Cue Wedding Songs

[Earth Gets Black; 2007]

Styles: post-rock, soundtrack, indie prog
Others: GY!BE, A Silver Mt. Zion, Rachel’s

Coming out of the lively music scene of Austin, Cue have a sound decidedly apart from that for which Austin has largely come to be known. With a level of musicianship very much in harmony with that scene, the band favors a sound more epic and sweeping than most rock and/or country acts. However, to say they have no comrades would be disingenuous, as Explosions in the Sky have been a significant presence for a few years now. What sets Cue apart from even them is the breadth and palette of sounds they employ to make their beautiful mix of classical and rock music.

Of course, there are bands outside their area code that share these characteristics, and this is an indicator of why Cue is such a prime candidate for further dissemination. Their taut compositions are almost uniformly marked by a restless energy that's unapologetically hopeful and yearning. While these songs may have a quiet/loud/quiet structure guiding them (as does most post-rock), how they construct their contrasting lulls and maelstroms is exquisite to behold.

A primary force in their arsenal is the violin playing of Stacy Meshbane, an element as mutable as it is consistent. Her part serves as a melancholy anchor on "Wedding Song" and a shimmering, ethereal elements on "The Last Good Year of My Life." On "Can You See My Skeleton?," she leads the rocking charge as if squeezing out a blazing electric guitar solo, then gradually plucks her way into a sweet, graceful coda.

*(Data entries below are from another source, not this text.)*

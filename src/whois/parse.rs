//! WHOIS free-text parsing.
//!
//! Registries answer port-43 queries with loosely structured `Key: Value`
//! text. The parser scans line by line, matches keys against known aliases,
//! and tolerates everything it does not recognise. Some registries (notably
//! .uk) put the value of a key on the following indented lines; those blocks
//! are handled too.

use chrono::{DateTime, NaiveDate, NaiveDateTime, Utc};

use super::types::WhoisRecord;

const CREATION_KEYS: &[&str] = &[
    "creation date",
    "created",
    "created on",
    "created date",
    "registered on",
    "registered",
    "registration time",
    "registration date",
    "domain registration date",
    "domain record activated",
    "domain create date",
    "record created",
    "commencement date",
];

const EXPIRATION_KEYS: &[&str] = &[
    "registry expiry date",
    "registrar registration expiration date",
    "expiration date",
    "expiry date",
    "expires on",
    "expires",
    "expire date",
    "paid-till",
    "renewal date",
    "domain expiration date",
    "record expires on",
    "expiration time",
];

const UPDATED_KEYS: &[&str] = &[
    "updated date",
    "last updated",
    "last updated on",
    "last modified",
    "last update",
    "changed",
    "modified",
];

const REGISTRAR_KEYS: &[&str] = &["registrar", "registrar name", "sponsoring registrar"];
const REGISTRAR_SERVER_KEYS: &[&str] = &["registrar whois server", "whois server"];
const NAMESERVER_KEYS: &[&str] = &["name server", "name servers", "nameserver", "nameservers", "nserver"];
const STATUS_KEYS: &[&str] = &["domain status", "status", "state", "registration status"];

/// Substrings that indicate a privacy or proxy registration service.
const PRIVACY_INDICATORS: &[&str] = &[
    "redacted for privacy",
    "whoisguard",
    "domains by proxy",
    "contact privacy",
    "withheld for privacy",
    "privacy protect",
    "privacyprotect",
    "perfect privacy",
    "private registration",
    "whois privacy",
    "data protected",
    "gdpr masked",
    "identity protection",
    "privacy service",
    "proxy protection",
    "redacted",
];

const NOT_FOUND_INDICATORS: &[&str] = &[
    "no match for",
    "domain not found",
    "not found",
    "no data found",
    "no entries found",
    "no object found",
    "no matching record",
    "nothing found",
    "object does not exist",
    "is available for registration",
];

const AVAILABILITY_STATUSES: &[&str] = &["free", "available"];

const RATE_LIMIT_INDICATORS: &[&str] = &[
    "rate limit",
    "limit exceeded",
    "too many requests",
    "quota exceeded",
    "exceeded the maximum",
    "query limit",
];

#[derive(Clone, Copy, PartialEq, Eq)]
enum Field {
    Creation,
    Expiration,
    Updated,
    Registrar,
    RegistrarServer,
    Nameservers,
    Status,
    RegistrantCountry,
    RegistrantOrg,
    AdminCountry,
    AdminOrg,
    TechCountry,
    TechOrg,
}

impl Field {
    fn from_key(key: &str) -> Option<Field> {
        let key = key.trim().to_lowercase();
        let key = key.as_str();
        let field = if CREATION_KEYS.contains(&key) {
            Field::Creation
        } else if EXPIRATION_KEYS.contains(&key) {
            Field::Expiration
        } else if UPDATED_KEYS.contains(&key) {
            Field::Updated
        } else if REGISTRAR_KEYS.contains(&key) {
            Field::Registrar
        } else if REGISTRAR_SERVER_KEYS.contains(&key) {
            Field::RegistrarServer
        } else if NAMESERVER_KEYS.contains(&key) {
            Field::Nameservers
        } else if STATUS_KEYS.contains(&key) {
            Field::Status
        } else {
            match key {
                "registrant country" | "registrant country/economy" => Field::RegistrantCountry,
                "registrant organization" | "registrant organisation" | "registrant" => {
                    Field::RegistrantOrg
                }
                "admin country" | "administrative contact country" => Field::AdminCountry,
                "admin organization" | "admin organisation" => Field::AdminOrg,
                "tech country" | "technical contact country" => Field::TechCountry,
                "tech organization" | "tech organisation" => Field::TechOrg,
                _ => return None,
            }
        };
        Some(field)
    }

    /// Fields whose value may span several indented lines.
    fn is_multi_valued(self) -> bool {
        matches!(self, Field::Nameservers | Field::Status)
    }
}

/// Parses a raw WHOIS response into a [`WhoisRecord`].
///
/// The first occurrence of a single-valued field wins, so when a registry
/// response is followed by a registrar response the registry's dates are kept.
pub fn parse_whois_text(raw: &str) -> WhoisRecord {
    let mut record = WhoisRecord::default();
    // Field whose value continues on the following indented lines
    let mut block: Option<Field> = None;

    for line in raw.lines() {
        let indented = line.starts_with(char::is_whitespace);
        let trimmed = line.trim();

        if trimmed.is_empty() {
            block = None;
            continue;
        }
        // Legal boilerplate follows this marker in gTLD responses
        if trimmed.starts_with(">>>") {
            block = None;
            continue;
        }
        if trimmed.starts_with('%') || trimmed.starts_with('#') {
            continue;
        }

        if let Some(field) = block {
            if indented && !looks_like_key_value(trimmed) {
                apply(&mut record, field, trimmed);
                if !field.is_multi_valued() {
                    block = None;
                }
                continue;
            }
            block = None;
        }

        let Some((key, value)) = split_key_value(trimmed) else {
            continue;
        };
        let Some(field) = Field::from_key(key) else {
            continue;
        };
        if value.is_empty() {
            block = Some(field);
        } else {
            apply(&mut record, field, value);
        }
    }

    record.privacy_protected = detect_privacy(raw);
    record
}

/// Splits `Key: Value` or `[Key] Value` (JPRS style).
fn split_key_value(line: &str) -> Option<(&str, &str)> {
    if let Some(rest) = line.strip_prefix('[') {
        let (key, value) = rest.split_once(']')?;
        return Some((key, value.trim()));
    }
    let (key, value) = line.split_once(':')?;
    // URLs and times are values, not keys
    if key.is_empty() || key.contains("//") {
        return None;
    }
    Some((key, value.trim()))
}

fn looks_like_key_value(line: &str) -> bool {
    split_key_value(line)
        .and_then(|(key, _)| Field::from_key(key))
        .is_some()
}

fn apply(record: &mut WhoisRecord, field: Field, value: &str) {
    let set_once = |slot: &mut Option<String>, value: &str| {
        if slot.is_none() && !value.is_empty() {
            *slot = Some(value.to_string());
        }
    };
    match field {
        Field::Creation => {
            if record.creation_date.is_none() {
                record.creation_date = parse_date_string(value);
            }
        }
        Field::Expiration => {
            if record.expiration_date.is_none() {
                record.expiration_date = parse_date_string(value);
            }
        }
        Field::Updated => {
            if record.updated_date.is_none() {
                record.updated_date = parse_date_string(value);
            }
        }
        Field::Registrar => set_once(&mut record.registrar, clean_registrar(value)),
        Field::RegistrarServer => {
            let server = value
                .trim_start_matches("whois://")
                .trim_end_matches('/')
                .to_lowercase();
            set_once(&mut record.registrar_whois_server, &server)
        }
        Field::Nameservers => {
            let Some(ns) = value.split_whitespace().next() else {
                return;
            };
            let ns = ns.trim_end_matches('.').to_lowercase();
            if !ns.is_empty() && !record.nameservers.contains(&ns) {
                record.nameservers.push(ns);
            }
        }
        Field::Status => {
            let Some(status) = value.split_whitespace().next() else {
                return;
            };
            let status = status.trim_end_matches(',').to_string();
            if !status.is_empty() && !record.status.contains(&status) {
                record.status.push(status);
            }
        }
        Field::RegistrantCountry => set_once(&mut record.registrant_country, value),
        Field::RegistrantOrg => set_once(&mut record.registrant_org, value),
        Field::AdminCountry => set_once(&mut record.admin_country, value),
        Field::AdminOrg => set_once(&mut record.admin_org, value),
        Field::TechCountry => set_once(&mut record.tech_country, value),
        Field::TechOrg => set_once(&mut record.tech_org, value),
    }
}

/// Drops a trailing registry tag such as `[Tag = AMAZON]`.
fn clean_registrar(value: &str) -> &str {
    value
        .split_once(" [")
        .map(|(name, _)| name)
        .unwrap_or(value)
        .trim()
}

fn detect_privacy(raw: &str) -> bool {
    let lower = raw.to_lowercase();
    PRIVACY_INDICATORS.iter().any(|i| lower.contains(i))
}

/// Whether the response says the domain is not registered.
pub fn is_not_found_response(raw: &str) -> bool {
    let lower = raw.to_lowercase();
    NOT_FOUND_INDICATORS.iter().any(|i| lower.contains(i))
}

/// Whether a status value is a registry's way of saying "unregistered"
/// (`Status: free` at DENIC, `Status: AVAILABLE` at EURid).
pub fn is_availability_status(status: &str) -> bool {
    status
        .split_whitespace()
        .next()
        .is_some_and(|word| AVAILABILITY_STATUSES.iter().any(|a| word.eq_ignore_ascii_case(a)))
}

/// Whether the server refused the query because of rate limiting.
pub fn is_rate_limited_response(raw: &str) -> bool {
    let lower = raw.to_lowercase();
    RATE_LIMIT_INDICATORS.iter().any(|i| lower.contains(i))
}

/// Attempts to parse a date string in various formats
pub(crate) fn parse_date_string(date_str: &str) -> Option<DateTime<Utc>> {
    let date_str = date_str.trim();
    if date_str.is_empty() {
        return None;
    }
    if let Ok(dt) = DateTime::parse_from_rfc3339(date_str) {
        return Some(dt.with_timezone(&Utc));
    }
    if let Some(dt) = parse_with_formats(date_str) {
        return Some(dt);
    }

    // Trailing timezone names and comments: "2001-01-01 00:00:00 (UTC+8)", "20010101 #..."
    let stripped = date_str
        .split(['(', '#'])
        .next()
        .unwrap_or_default()
        .trim()
        .trim_end_matches(" UTC")
        .trim_end_matches(" GMT")
        .trim();
    if stripped != date_str {
        if let Some(dt) = parse_with_formats(stripped) {
            return Some(dt);
        }
    }

    // Last resort: the date part of "2001-01-01 00:00:00 CLST"
    let first = date_str.split_whitespace().next()?;
    if first != date_str {
        return parse_with_formats(first.trim_end_matches('T'));
    }
    None
}

fn parse_with_formats(date_str: &str) -> Option<DateTime<Utc>> {
    const OFFSET_FORMATS: &[&str] = &[
        "%Y-%m-%dT%H:%M:%S%.f%:z",
        "%Y-%m-%dT%H:%M:%S%:z",
        "%Y-%m-%d %H:%M:%S%:z",
        "%Y-%m-%d %H:%M:%S %z",
        "%Y-%m-%dT%H:%M:%S%z",
    ];
    const DATETIME_FORMATS: &[&str] = &[
        "%Y-%m-%dT%H:%M:%S%.fZ",
        "%Y-%m-%dT%H:%M:%SZ",
        "%Y-%m-%dT%H:%M:%S",
        "%Y-%m-%d %H:%M:%S%.f",
        "%Y-%m-%d %H:%M:%S",
        "%Y.%m.%d %H:%M:%S",
        "%Y/%m/%d %H:%M:%S",
        "%d-%b-%Y %H:%M:%S",
        "%d.%m.%Y %H:%M:%S",
    ];
    const DATE_FORMATS: &[&str] = &[
        "%Y-%m-%d",
        "%d-%b-%Y",
        "%d/%m/%Y",
        "%Y/%m/%d",
        "%Y.%m.%d",
        "%d.%m.%Y",
        "%d %b %Y",
        "%b %d %Y",
        "%d-%m-%Y",
        "%Y%m%d",
    ];

    for format in OFFSET_FORMATS {
        if let Ok(dt) = DateTime::parse_from_str(date_str, format) {
            return Some(dt.with_timezone(&Utc));
        }
    }
    for format in DATETIME_FORMATS {
        if let Ok(naive_dt) = NaiveDateTime::parse_from_str(date_str, format) {
            return Some(naive_dt.and_utc());
        }
    }
    for format in DATE_FORMATS {
        if let Ok(naive_date) = NaiveDate::parse_from_str(date_str, format) {
            return Some(naive_date.and_hms_opt(0, 0, 0)?.and_utc());
        }
    }
    None
}
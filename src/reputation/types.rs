//! Reputation data structures and provider wire format.

use chrono::{DateTime, Utc};
use serde::{Deserialize, Serialize};

use crate::scoring::RiskLevel;

/// One threat list entry that matched the URL.
#[derive(Debug, Clone, PartialEq, Serialize, Deserialize)]
#[serde(rename_all = "camelCase")]
pub struct ThreatMatch {
    /// e.g. `MALWARE`, `SOCIAL_ENGINEERING`
    pub threat_type: String,
    /// e.g. `ANY_PLATFORM`, `WINDOWS`
    pub platform_type: String,
    pub threat_entry_type: Option<String>,
    /// The matched URL as echoed by the provider
    pub url: Option<String>,
}

#[derive(Debug, Clone, PartialEq, Serialize, Deserialize)]
#[serde(rename_all = "camelCase")]
pub struct ReputationRiskFactor {
    pub threat_type: String,
    pub platform_type: String,
    /// Severity scaled by platform reach, 0-100
    pub score: f64,
    pub description: String,
}

/// Threat-intelligence verdict for one URL.
#[derive(Debug, Clone, PartialEq, Serialize, Deserialize)]
#[serde(rename_all = "camelCase")]
pub struct ReputationAnalysis {
    pub url: String,
    pub is_clean: bool,
    pub threat_matches: Vec<ThreatMatch>,
    pub risk_factors: Vec<ReputationRiskFactor>,
    /// 0-100
    pub score: f64,
    pub risk_level: RiskLevel,
    pub confidence: f64,
    pub timestamp: DateTime<Utc>,
}

// Safe Browsing v4 `threatMatches:find` wire types

#[derive(Debug, Serialize)]
#[serde(rename_all = "camelCase")]
pub(crate) struct FindThreatMatchesRequest<'a> {
    pub client: ClientInfo<'a>,
    pub threat_info: ThreatInfo<'a>,
}

#[derive(Debug, Serialize)]
#[serde(rename_all = "camelCase")]
pub(crate) struct ClientInfo<'a> {
    pub client_id: &'a str,
    pub client_version: &'a str,
}

#[derive(Debug, Serialize)]
#[serde(rename_all = "camelCase")]
pub(crate) struct ThreatInfo<'a> {
    pub threat_types: &'a [&'a str],
    pub platform_types: &'a [&'a str],
    pub threat_entry_types: &'a [&'a str],
    pub threat_entries: Vec<ThreatEntry>,
}

#[derive(Debug, Clone, Serialize, Deserialize)]
pub(crate) struct ThreatEntry {
    pub url: String,
}

/// An empty body (`{}`) means no match.
#[derive(Debug, Default, Deserialize)]
pub(crate) struct FindThreatMatchesResponse {
    #[serde(default)]
    pub matches: Vec<WireThreatMatch>,
}

#[derive(Debug, Deserialize)]
#[serde(rename_all = "camelCase")]
pub(crate) struct WireThreatMatch {
    pub threat_type: String,
    pub platform_type: String,
    #[serde(default)]
    pub threat_entry_type: Option<String>,
    #[serde(default)]
    pub threat: Option<ThreatEntry>,
}

impl From<WireThreatMatch> for ThreatMatch {
    fn from(wire: WireThreatMatch) -> Self {
        ThreatMatch {
            threat_type: wire.threat_type,
            platform_type: wire.platform_type,
            threat_entry_type: wire.threat_entry_type,
            url: wire.threat.map(|t| t.url),
        }
    }
}
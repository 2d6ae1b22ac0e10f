//! Configuration types and CLI options.
//!
//! `Config` is both the library configuration (constructible with
//! `..Default::default()`) and the clap definition used by the binary.

use std::path::PathBuf;
use std::time::Duration;

use clap::{ArgAction, Parser, ValueEnum};
use serde::{Deserialize, Serialize};

use crate::config::constants::*;
use crate::error_handling::ConfigError;

/// Logging level for the application.
#[derive(Clone, Debug, ValueEnum)]
pub enum LogLevel {
    /// Only error messages
    Error,
    /// Error and warning messages
    Warn,
    /// Error, warning, and informational messages
    Info,
    /// All messages except trace
    Debug,
    /// All messages including trace
    Trace,
}

impl From<LogLevel> for log::LevelFilter {
    fn from(l: LogLevel) -> Self {
        match l {
            LogLevel::Error => log::LevelFilter::Error,
            LogLevel::Warn => log::LevelFilter::Warn,
            LogLevel::Info => log::LevelFilter::Info,
            LogLevel::Debug => log::LevelFilter::Debug,
            LogLevel::Trace => log::LevelFilter::Trace,
        }
    }
}

/// Log output format.
///
/// - `Plain`: Human-readable format with colors (default)
/// - `Json`: Structured JSON format for machine parsing
#[derive(Clone, Debug, ValueEnum)]
pub enum LogFormat {
    /// Human-readable format with colors (default)
    Plain,
    /// Structured JSON format for machine parsing
    Json,
}

/// LLM provider used by the content analyzer.
#[derive(Clone, Copy, Debug, PartialEq, Eq, Hash, ValueEnum, Serialize, Deserialize)]
#[serde(rename_all = "snake_case")]
pub enum AiProvider {
    /// OpenAI-compatible chat completions API
    #[value(name = "openai")]
    OpenAi,
    /// Anthropic messages API
    Anthropic,
}

impl AiProvider {
    pub fn as_str(&self) -> &'static str {
        match self {
            AiProvider::OpenAi => "openai",
            AiProvider::Anthropic => "anthropic",
        }
    }

    /// Default API base URL for the provider.
    pub fn default_api_base(&self) -> &'static str {
        match self {
            AiProvider::OpenAi => OPENAI_API_BASE,
            AiProvider::Anthropic => ANTHROPIC_API_BASE,
        }
    }
}

/// Library and CLI configuration.
///
/// # Examples
///
/// ```no_run
/// use url_risk::Config;
///
/// let config = Config {
///     min_successful_services: 1,
///     enable_cache: false,
///     ..Default::default()
/// };
/// assert!(config.validate().is_ok());
/// ```
#[derive(Debug, Clone, Parser)]
#[command(
    name = "url_risk",
    version,
    about = "Scores URLs for phishing, malware and scam risk using reputation, WHOIS, TLS and AI signals"
)]
pub struct Config {
    /// URLs to analyze
    #[arg(value_name = "URL")]
    pub urls: Vec<String>,

    /// Log level
    #[arg(long, value_enum, default_value = "info")]
    pub log_level: LogLevel,

    /// Log format
    #[arg(long, value_enum, default_value = "plain")]
    pub log_format: LogFormat,

    /// Pretty-print JSON results
    #[arg(long)]
    pub pretty: bool,

    /// Bypass cached results and recompute every signal
    #[arg(long)]
    pub force_refresh: bool,

    /// Scoring experiment identifier
    #[arg(long)]
    pub experiment_id: Option<String>,

    /// Caller identifier recorded in the result metadata
    #[arg(long)]
    pub user_id: Option<String>,

    /// JSON file with a scoring configuration (weights, thresholds, strategy)
    #[arg(long, value_name = "PATH")]
    pub scoring_config: Option<PathBuf>,

    /// Threat-reputation API key
    #[arg(long, env = "REPUTATION_API_KEY", hide_env_values = true)]
    pub reputation_api_key: Option<String>,

    /// Threat-reputation API base URL
    #[arg(long, default_value = REPUTATION_API_BASE)]
    pub reputation_api_base: String,

    /// LLM provider for content analysis
    #[arg(long, value_enum, default_value = "openai")]
    pub ai_provider: AiProvider,

    /// LLM provider API key
    #[arg(long, env = "AI_API_KEY", hide_env_values = true)]
    pub ai_api_key: Option<String>,

    /// LLM provider API base URL (defaults to the provider's public endpoint)
    #[arg(long)]
    pub ai_api_base: Option<String>,

    /// LLM model name
    #[arg(long, default_value = DEFAULT_AI_MODEL)]
    pub ai_model: String,

    /// Maximum estimated cost of one AI analysis in USD
    #[arg(long, default_value_t = AI_COST_THRESHOLD_USD)]
    pub ai_cost_threshold: f64,

    /// Reputation service timeout in seconds
    #[arg(long, default_value_t = REPUTATION_TIMEOUT_SECS)]
    pub reputation_timeout_secs: u64,

    /// WHOIS service timeout in seconds
    #[arg(long, default_value_t = WHOIS_TIMEOUT_SECS)]
    pub whois_timeout_secs: u64,

    /// Certificate service timeout in seconds
    #[arg(long, default_value_t = SSL_TIMEOUT_SECS)]
    pub ssl_timeout_secs: u64,

    /// AI service timeout in seconds
    #[arg(long, default_value_t = AI_TIMEOUT_SECS)]
    pub ai_timeout_secs: u64,

    /// Scoring step timeout in milliseconds
    #[arg(long, default_value_t = SCORING_TIMEOUT_MS)]
    pub scoring_timeout_ms: u64,

    /// Overall analysis budget in seconds
    #[arg(long, default_value_t = ANALYSIS_TIMEOUT_SECS)]
    pub analysis_timeout_secs: u64,

    /// Maximum WHOIS retries after the first attempt
    #[arg(long, default_value_t = RETRY_MAX_RETRIES)]
    pub whois_max_retries: usize,

    /// Minimum number of services that must succeed to produce a score
    #[arg(long, default_value_t = MIN_SUCCESSFUL_SERVICES)]
    pub min_successful_services: usize,

    /// Disable result caching
    #[arg(long = "no-cache", action = ArgAction::SetFalse)]
    pub enable_cache: bool,

    /// Persist cached results as JSON files under this directory
    #[arg(long, value_name = "DIR", env = "URL_RISK_CACHE_DIR")]
    pub cache_dir: Option<PathBuf>,

    /// Number of analyses kept for aggregate statistics
    #[arg(long, default_value_t = HISTORY_CAPACITY)]
    pub history_capacity: usize,

    /// Allow private, loopback and localhost targets
    #[arg(long)]
    pub allow_private_hosts: bool,
}

impl Default for Config {
    fn default() -> Self {
        Self {
            urls: Vec::new(),
            log_level: LogLevel::Info,
            log_format: LogFormat::Plain,
            pretty: false,
            force_refresh: false,
            experiment_id: None,
            user_id: None,
            scoring_config: None,
            reputation_api_key: None,
            reputation_api_base: REPUTATION_API_BASE.to_string(),
            ai_provider: AiProvider::OpenAi,
            ai_api_key: None,
            ai_api_base: None,
            ai_model: DEFAULT_AI_MODEL.to_string(),
            ai_cost_threshold: AI_COST_THRESHOLD_USD,
            reputation_timeout_secs: REPUTATION_TIMEOUT_SECS,
            whois_timeout_secs: WHOIS_TIMEOUT_SECS,
            ssl_timeout_secs: SSL_TIMEOUT_SECS,
            ai_timeout_secs: AI_TIMEOUT_SECS,
            scoring_timeout_ms: SCORING_TIMEOUT_MS,
            analysis_timeout_secs: ANALYSIS_TIMEOUT_SECS,
            whois_max_retries: RETRY_MAX_RETRIES,
            min_successful_services: MIN_SUCCESSFUL_SERVICES,
            enable_cache: true,
            cache_dir: None,
            history_capacity: HISTORY_CAPACITY,
            allow_private_hosts: false,
        }
    }
}

/// Timeouts applied by the orchestrator around each stage.
#[derive(Debug, Clone, Copy, PartialEq, Eq)]
pub struct ServiceTimeouts {
    pub reputation: Duration,
    pub whois: Duration,
    pub ssl: Duration,
    pub ai: Duration,
    pub scoring: Duration,
    pub analysis: Duration,
}

impl Default for ServiceTimeouts {
    fn default() -> Self {
        Config::default().timeouts()
    }
}

impl Config {
    /// Per-stage timeouts derived from the configured values.
    pub fn timeouts(&self) -> ServiceTimeouts {
        ServiceTimeouts {
            reputation: Duration::from_secs(self.reputation_timeout_secs),
            whois: Duration::from_secs(self.whois_timeout_secs),
            ssl: Duration::from_secs(self.ssl_timeout_secs),
            ai: Duration::from_secs(self.ai_timeout_secs),
            scoring: Duration::from_millis(self.scoring_timeout_ms),
            analysis: Duration::from_secs(self.analysis_timeout_secs),
        }
    }

    /// AI API base URL, falling back to the provider default.
    pub fn ai_api_base(&self) -> String {
        self.ai_api_base
            .clone()
            .unwrap_or_else(|| self.ai_provider.default_api_base().to_string())
    }

    /// Checks the operational settings for consistency.
    ///
    /// # Errors
    ///
    /// Returns a `ConfigError` when a timeout is zero, the overall budget is not
    /// larger than every service timeout, the minimum-services gate is outside
    /// `1..=4`, or the AI cost ceiling is negative.
    pub fn validate(&self) -> Result<(), ConfigError> {
        let t = self.timeouts();
        let services = [
            ("reputation", t.reputation),
            ("whois", t.whois),
            ("ssl", t.ssl),
            ("ai", t.ai),
            ("scoring", t.scoring),
        ];
        for (name, timeout) in services {
            if timeout.is_zero() {
                return Err(ConfigError::Invalid(format!(
                    "{name} timeout must be greater than zero"
                )));
            }
        }
        let slowest = [t.reputation, t.whois, t.ssl, t.ai]
            .into_iter()
            .max()
            .unwrap_or_default();
        if t.analysis <= slowest {
            return Err(ConfigError::Invalid(format!(
                "analysis timeout ({}s) must exceed the slowest service timeout ({}s)",
                t.analysis.as_secs(),
                slowest.as_secs()
            )));
        }
        if !(1..=4).contains(&self.min_successful_services) {
            return Err(ConfigError::Invalid(format!(
                "min_successful_services must be between 1 and 4, got {}",
                self.min_successful_services
            )));
        }
        if !(self.ai_cost_threshold >= 0.0) {
            return Err(ConfigError::Invalid(
                "ai_cost_threshold must be a non-negative number".to_string(),
            ));
        }
        if self.history_capacity == 0 {
            return Err(ConfigError::Invalid(
                "history_capacity must be at least 1".to_string(),
            ));
        }
        Ok(())
    }
}

#[cfg(test)]
mod tests {
    use super::*;

    #[test]
    fn test_log_level_conversion() {
        assert_eq!(
            log::LevelFilter::from(LogLevel::Error),
            log::LevelFilter::Error
        );
        assert_eq!(
            log::LevelFilter::from(LogLevel::Warn),
            log::LevelFilter::Warn
        );
        assert_eq!(
            log::LevelFilter::from(LogLevel::Info),
            log::LevelFilter::Info
        );
        assert_eq!(
            log::LevelFilter::from(LogLevel::Debug),
            log::LevelFilter::Debug
        );
        assert_eq!(
            log::LevelFilter::from(LogLevel::Trace),
            log::LevelFilter::Trace
        );
    }

    #[test]
    fn test_config_default() {
        let config = Config::default();
        assert_eq!(config.min_successful_services, 2);
        assert_eq!(config.history_capacity, 100);
        assert!(config.enable_cache);
        assert!(!config.force_refresh);
        assert_eq!(config.ai_provider, AiProvider::OpenAi);
        assert!(config.validate().is_ok());
    }

    #[test]
    fn test_config_parse_defaults_match_default_impl() {
        let parsed = Config::try_parse_from(["url_risk", "https://example.com"]).unwrap();
        let default = Config::default();
        assert_eq!(parsed.urls, vec!["https://example.com".to_string()]);
        assert_eq!(parsed.enable_cache, default.enable_cache);
        assert_eq!(parsed.timeouts(), default.timeouts());
        assert_eq!(parsed.whois_max_retries, default.whois_max_retries);
    }

    #[test]
    fn test_config_parse_no_cache_flag() {
        let parsed = Config::try_parse_from(["url_risk", "--no-cache", "example.com"]).unwrap();
        assert!(!parsed.enable_cache);
    }

    #[test]
    fn test_config_parse_ai_provider() {
        let parsed =
            Config::try_parse_from(["url_risk", "--ai-provider", "anthropic", "example.com"])
                .unwrap();
        assert_eq!(parsed.ai_provider, AiProvider::Anthropic);
        assert_eq!(parsed.ai_api_base(), ANTHROPIC_API_BASE);
    }

    #[test]
    fn test_validate_rejects_small_analysis_budget() {
        let config = Config {
            analysis_timeout_secs: 10,
            ai_timeout_secs: 30,
            ..Default::default()
        };
        assert!(config.validate().is_err());
    }

    #[test]
    fn test_validate_rejects_min_services_out_of_range() {
        let zero = Config {
            min_successful_services: 0,
            ..Default::default()
        };
        assert!(zero.validate().is_err());

        let five = Config {
            min_successful_services: 5,
            ..Default::default()
        };
        assert!(five.validate().is_err());
    }

    #[test]
    fn test_validate_rejects_zero_timeout() {
        let config = Config {
            ssl_timeout_secs: 0,
            ..Default::default()
        };
        assert!(config.validate().is_err());
    }

    #[test]
    fn test_validate_rejects_negative_cost_threshold() {
        let config = Config {
            ai_cost_threshold: -1.0,
            ..Default::default()
        };
        assert!(config.validate().is_err());
    }
}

Guest musicians provide a number of additional ingredients, oboe, double bass, trumpet, etc., keeping the album from becoming too complacent with any one sonic identity. And, as with most post-rock outfits, there's a great rhythmic bed provided by drummer Jason Brister who deserves a gold star for keeping things solid throughout these ever-changing songs. However, only time will tell whether or not this is enough to garner Cue attention outside central Texas. For now, lucky listeners should feel privileged to be in on such a lovely secret.